In premessa, possiamo fare riferimento alle diverse letture date da due insigni psichiatri del secolo scorso che abbiamo già citato nel precedente articolo e precisamente Emil Kraepelin e Sigmund Freud.
Il primo riteneva che le malattie mentali fossero dipendenti dalla struttura biologica a sua volta correlata a meccanismi genetici, il secondo che i disturbi fossero dovuti a meccanismi “funzionali” dipendenti dalle esperienze vissute. Oggi tale dicotomia è stata superata, è ormai acclarato che strutture e funzioni sono in interazione reciproca.
Come afferma Eric Kandel (2008): “Nel cervello ci sono molti sistemi che interagiscono gli uni con gli altri, al fine di produrre l’azione integrata della mente.”
L’interazione struttura/funzione è un sistema dinamico dove ogni evento mentale è un processo cerebrale correlato all’attività di una serie di circuiti cerebrali che a loro volta subiscono modificazioni strutturali per gli input che ricevono dal mondo esterno.
Scrive Arnaldo Benini, professore emerito di Neurologia presso l’Università di Zurigo: “… la famiglia, l’ambiente, la scolarità, le condizioni sociopolitiche, le lingue che si imparano, le amicizie e le inimicizie, gli affetti, le riflessioni, le emozioni, e tutto quanto fa parte della vita modificano la struttura del cervello.”
La corteccia cerebrale è estremamente plastica e si modifica continuamente in relazione agli stimoli che riceve e continua a rimodellarsi per tutta la vita. Le esperienze modificano il cervello e il cervello modificandosi cambia i significati della propria esperienza e la modalità di interpretare l’ambiente.
A tal proposito, “Come si esprime un Disturbo mentale?”
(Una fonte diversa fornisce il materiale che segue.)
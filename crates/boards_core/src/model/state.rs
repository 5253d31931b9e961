//! Whole-application state: board arena plus item table.
//!
//! # Responsibility
//! - Own every board and item record keyed by stable id.
//! - Resolve navigation targets (root fallback, breadcrumb chain).
//!
//! # Invariants
//! - Normal operation keeps exactly one root board, but zero or several
//!   roots are tolerated; lookups fall back to the first root found.
//! - Breadcrumb walks never loop, even on corrupted parent links.

use crate::config::GridLimits;
use crate::model::board::{Board, BoardId};
use crate::model::item::{Item, ItemId};
use serde::{Deserialize, Serialize};
use std::collections::{HashMap, HashSet};

/// Title given to the board created at bootstrap.
pub const ROOT_BOARD_TITLE: &str = "My Board";

/// Id-indexed item table.
pub type ItemTable = HashMap<ItemId, Item>;

/// Persisted application state: `{ boards: {id: Board}, items: {id: Item} }`.
#[derive(Debug, Clone, Default, PartialEq, Eq, Serialize, Deserialize)]
pub struct BoardState {
    /// Board arena.
    pub boards: HashMap<BoardId, Board>,
    /// Item table shared by all boards.
    pub items: ItemTable,
}

impl BoardState {
    /// Creates a state holding one empty root board.
    pub fn bootstrap(limits: &GridLimits) -> Self {
        let root = Board::new(ROOT_BOARD_TITLE, None, limits.default_slots);
        let mut boards = HashMap::new();
        boards.insert(root.id, root);
        Self {
            boards,
            items: HashMap::new(),
        }
    }

    /// Loads one board by id.
    pub fn board(&self, id: BoardId) -> Option<&Board> {
        self.boards.get(&id)
    }

    /// Loads one item by id.
    pub fn item(&self, id: ItemId) -> Option<&Item> {
        self.items.get(&id)
    }

    /// Returns the first root board.
    ///
    /// Several roots can only appear through imported data; the one with the
    /// smallest id wins so the choice is stable across loads.
    pub fn root_board(&self) -> Option<&Board> {
        self.boards
            .values()
            .filter(|board| board.is_root())
            .min_by_key(|board| board.id)
    }

    /// Resolves a navigation target, redirecting to the root when the
    /// requested board is absent.
    pub fn resolve_board(&self, requested: Option<BoardId>) -> Option<BoardId> {
        requested
            .filter(|id| self.boards.contains_key(id))
            .or_else(|| self.root_board().map(|board| board.id))
    }

    /// Returns the root-to-board chain for `board_id`.
    ///
    /// Stops at a missing parent or a revisited id.
    pub fn breadcrumb(&self, board_id: BoardId) -> Vec<&Board> {
        let mut chain = Vec::new();
        let mut visited = HashSet::new();
        let mut cursor = self.boards.get(&board_id);
        while let Some(board) = cursor {
            if !visited.insert(board.id) {
                break;
            }
            chain.push(board);
            cursor = board.parent_id.and_then(|parent| self.boards.get(&parent));
        }
        chain.reverse();
        chain
    }
}
//! Title/content edits that do not touch the grid.

use super::{OpError, OpResult};
use crate::model::board::BoardId;
use crate::model::item::{normalize_item_input, ItemId};
use crate::model::state::BoardState;

/// Renames a board. The title is trimmed and must not be blank.
pub fn rename_board(state: &mut BoardState, board_id: BoardId, title: &str) -> OpResult<()> {
    let title = title.trim();
    if title.is_empty() {
        return Err(OpError::InvalidTitle);
    }
    let board = state
        .boards
        .get_mut(&board_id)
        .ok_or(OpError::BoardNotFound(board_id))?;
    board.title = title.to_string();
    Ok(())
}

/// Replaces an item's title and content, normalized for its kind.
pub fn update_item(
    state: &mut BoardState,
    item_id: ItemId,
    title: Option<&str>,
    content: &str,
) -> OpResult<()> {
    let item = state
        .items
        .get_mut(&item_id)
        .ok_or(OpError::ItemNotFound(item_id))?;
    let input = normalize_item_input(item.kind, title, content)?;
    item.title = input.title;
    item.content = input.content;
    Ok(())
}
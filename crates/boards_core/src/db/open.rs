//! Connection bootstrap for file and in-memory databases.
//!
//! # Invariants
//! - Returned connections have migrations fully applied.
//! - Every open emits one `db_open` start event and one ok/error event.

use super::migrations::apply_migrations;
use super::DbResult;
use log::{error, info};
use rusqlite::Connection;
use std::path::Path;
use std::time::{Duration, Instant};

/// Opens a SQLite database file and applies all pending migrations.
///
/// # Side effects
/// - Creates the file when missing.
/// - Emits `db_open` logging events with duration and status.
pub fn open_db(path: impl AsRef<Path>) -> DbResult<Connection> {
    let path = path.as_ref();
    open_logged("file", || Connection::open(path))
}

/// Opens an in-memory SQLite database and applies all pending migrations.
pub fn open_db_in_memory() -> DbResult<Connection> {
    open_logged("memory", Connection::open_in_memory)
}

fn open_logged(
    mode: &'static str,
    connect: impl FnOnce() -> rusqlite::Result<Connection>,
) -> DbResult<Connection> {
    let started_at = Instant::now();
    info!("event=db_open module=db status=start mode={mode}");

    let mut conn = connect().map_err(|err| {
        error!(
            "event=db_open module=db status=error mode={mode} duration_ms={} error_code=db_open_failed error={err}",
            started_at.elapsed().as_millis()
        );
        err
    })?;

    if let Err(err) = bootstrap_connection(&mut conn) {
        error!(
            "event=db_open module=db status=error mode={mode} duration_ms={} error_code=db_bootstrap_failed error={err}",
            started_at.elapsed().as_millis()
        );
        return Err(err);
    }

    info!(
        "event=db_open module=db status=ok mode={mode} duration_ms={}",
        started_at.elapsed().as_millis()
    );
    Ok(conn)
}

fn bootstrap_connection(conn: &mut Connection) -> DbResult<()> {
    // FFI calls from several UI isolates may share one file.
    conn.busy_timeout(Duration::from_secs(5))?;
    apply_migrations(conn)?;
    Ok(())
}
Secondo il DSM, manuale psichiatrico adottato in tutto il mondo, oggi alla quinta edizione, il disturbo mentale è caratterizzato da un disagio o disabilità clinicamente significativa e dalla compromissione del funzionamento in uno o più ambiti tra cui quello lavorativo, scolastico, sociale, affettivo e famigliare. Ovviamente la compromissione può avere una diversa intensità e può interessare un singolo ambito esistenziale fino a determinare una totale disabilità.
E ancora: “Cosa accade nel nostro cervello quando si determina un disturbo mentale?”
Il Disturbo potrebbe essere correlato primariamente alla compromissione delle strutture neurobiologiche con i loro circuiti, sinapsi, neurotrasmettitori o potrebbe anche essere correlato primariamente a schemi disadattativi di apprendimento, a preconcetti, pregiudizi e narrazioni che confliggono con l’ambiente. Il termine “primariamente” non è usato a caso in quanto, come già evidenziato, un’alterazione biologica si ripercuote sul versante mentale, ma anche schemi mentali disfunzionali alterano il biologico in una interazione reciproca che obbliga ad una terapia integrata farmacologica e psicoterapica. Sul versante psicoterapico l’approccio è altrettanto complesso in quanto lo stesso presenta diverse modalità di intervento in relazione da un lato, alla complessità che caratterizza la modalità con cui si strutturano gli schemi, i pregiudizi e le narrazioni disfunzionali, dall’altro alla mancanza, in psicologia, di un corpus teorico unico e condiviso del modello funzionale della mente. Tuttavia, anche se in psicologia abbiamo diversi modelli di interpretazione del funzionamento mentale, l’uno non esclude l’altro, in quanto, è verosimile, che ogni modello legga il funzionamento mentale da una diversa prospettiva, focalizzando l’attenzione sulle diverse dimensioni dell’uomo e del suo vivere nel mondo: fisica (il corpo con le sue sensazioni e percezioni), emotiva (emozioni, sentimenti, umore), cognitiva (pensieri, convinzioni, pregiudizi, e narrazioni), comportamentale (azioni), interpersonale (relazioni con gli altri), spirituale (problematiche esistenziali). In tale contesto la disfunzione può inserirsi in una o più dimensioni e richiedere di conseguenza uno specifico approccio psicoterapeutico; tutto ciò dà significato all’esistenza di diversi modelli di psicoterapia quali, ad esempio, lo psicodinamico, il cognitivo, l’umanistico esistenziale e quello relazionale/familiare. La difficoltà operativa dello psichiatra quindi, non è solo quella di fare una diagnosi, ma è anche quella di comprendere quale dimensione è particolarmente disfunzionale per focalizzare il percorso terapeutico integrato; preso atto che, essendo la mente un sistema complesso, la disfunzione di una dimensione, nel tempo, potrebbe coinvolgere tutto il sistema determinandone il collasso, vale a dire la progressione del disturbo fino alla disabilità esistenziale.